#### [Work item]
Go through the records and report each line holding the string "listing".

#### [Raw data]
// Copyright 2025 Apache Doris Community
// Licensed under the Apache License, Version 2.0

//! Storage listing behind split generation

use parking_lot::Mutex;
use std::collections::HashMap;
use std::fs;
use std::io;
use std::path::Path;

#[derive(Debug, Clone, PartialEq, Eq)]
pub struct FileEntry {
    pub path: String,
    pub size: u64,
}

impl FileEntry {
    pub fn new(path: impl Into<String>, size: u64) -> Self {
        Self {
            path: path.into(),
            size,
        }
    }

    /// Last path component
    pub fn file_name(&self) -> &str {
        self.path.rsplit('/').next().unwrap_or(&self.path)
    }
}

/// Lists the data files under a partition location
///
/// Implementations are shared across enumeration threads.
pub trait FileLister: Send + Sync {
    fn list(&self, location: &str, recursive: bool) -> io::Result<Vec<FileEntry>>;
}

pub fn is_hidden(name: &str) -> bool {
    name.starts_with('.') || name.starts_with('_')
}

/// Lists the local filesystem; accepts plain paths and `file:` URIs
pub struct LocalFileLister;

impl LocalFileLister {
    fn local_path(location: &str) -> &str {
        location
            .strip_prefix("file://")
            .or_else(|| location.strip_prefix("file:"))
            .unwrap_or(location)
    }

    fn walk(dir: &Path, recursive: bool, out: &mut Vec<FileEntry>) -> io::Result<()> {
        for entry in fs::read_dir(dir)? {
            let entry = entry?;
            let file_type = entry.file_type()?;
            let path = entry.path();
            if file_type.is_dir() {
                let hidden = entry.file_name().to_str().map_or(true, is_hidden);
                if recursive && !hidden {
                    Self::walk(&path, recursive, out)?;
                }
            } else if file_type.is_file() {
                let size = entry.metadata()?.len();
                out.push(FileEntry::new(path.to_string_lossy().into_owned(), size));
            }
        }
        Ok(())
    }
}

impl FileLister for LocalFileLister {
    fn list(&self, location: &str, recursive: bool) -> io::Result<Vec<FileEntry>> {
        let mut files = Vec::new();
        Self::walk(Path::new(Self::local_path(location)), recursive, &mut files)?;
        files.sort_by(|a, b| a.path.cmp(&b.path));
        Ok(files)
    }
}

/// Fixed listing per location, for tests and dry runs
#[derive(Default)]
pub struct StaticFileLister {
    files: HashMap<String, Vec<FileEntry>>,
    failures: HashMap<String, io::ErrorKind>,

    /// Locations listed so far, in call order
    listed: Mutex<Vec<String>>,
}

impl StaticFileLister {
    pub fn new() -> Self {
        Self::default()
    }

    pub fn with_files(mut self, location: &str, files: Vec<FileEntry>) -> Self {
        self.files.insert(location.to_string(), files);
        self
    }

    /// Make every listing of `location` fail with `kind`
    pub fn with_failure(mut self, location: &str, kind: io::ErrorKind) -> Self {
        self.failures.insert(location.to_string(), kind);
        self
    }

    pub fn listed(&self) -> Vec<String> {
        self.listed.lock().clone()
    }
}

impl FileLister for StaticFileLister {
    fn list(&self, location: &str, _recursive: bool) -> io::Result<Vec<FileEntry>> {
        self.listed.lock().push(location.to_string());
        if let Some(kind) = self.failures.get(location) {
            return Err(io::Error::new(*kind, format!("cannot list {}", location)));
        }
        self.files.get(location).cloned().ok_or_else(|| {
            io::Error::new(io::ErrorKind::NotFound, format!("{} does not exist", location))
        })
    }
}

#### [The answer]
//! Storage listing behind split generation
/// Fixed listing per location, for tests and dry runs
    /// Make every listing of `location` fail with `kind`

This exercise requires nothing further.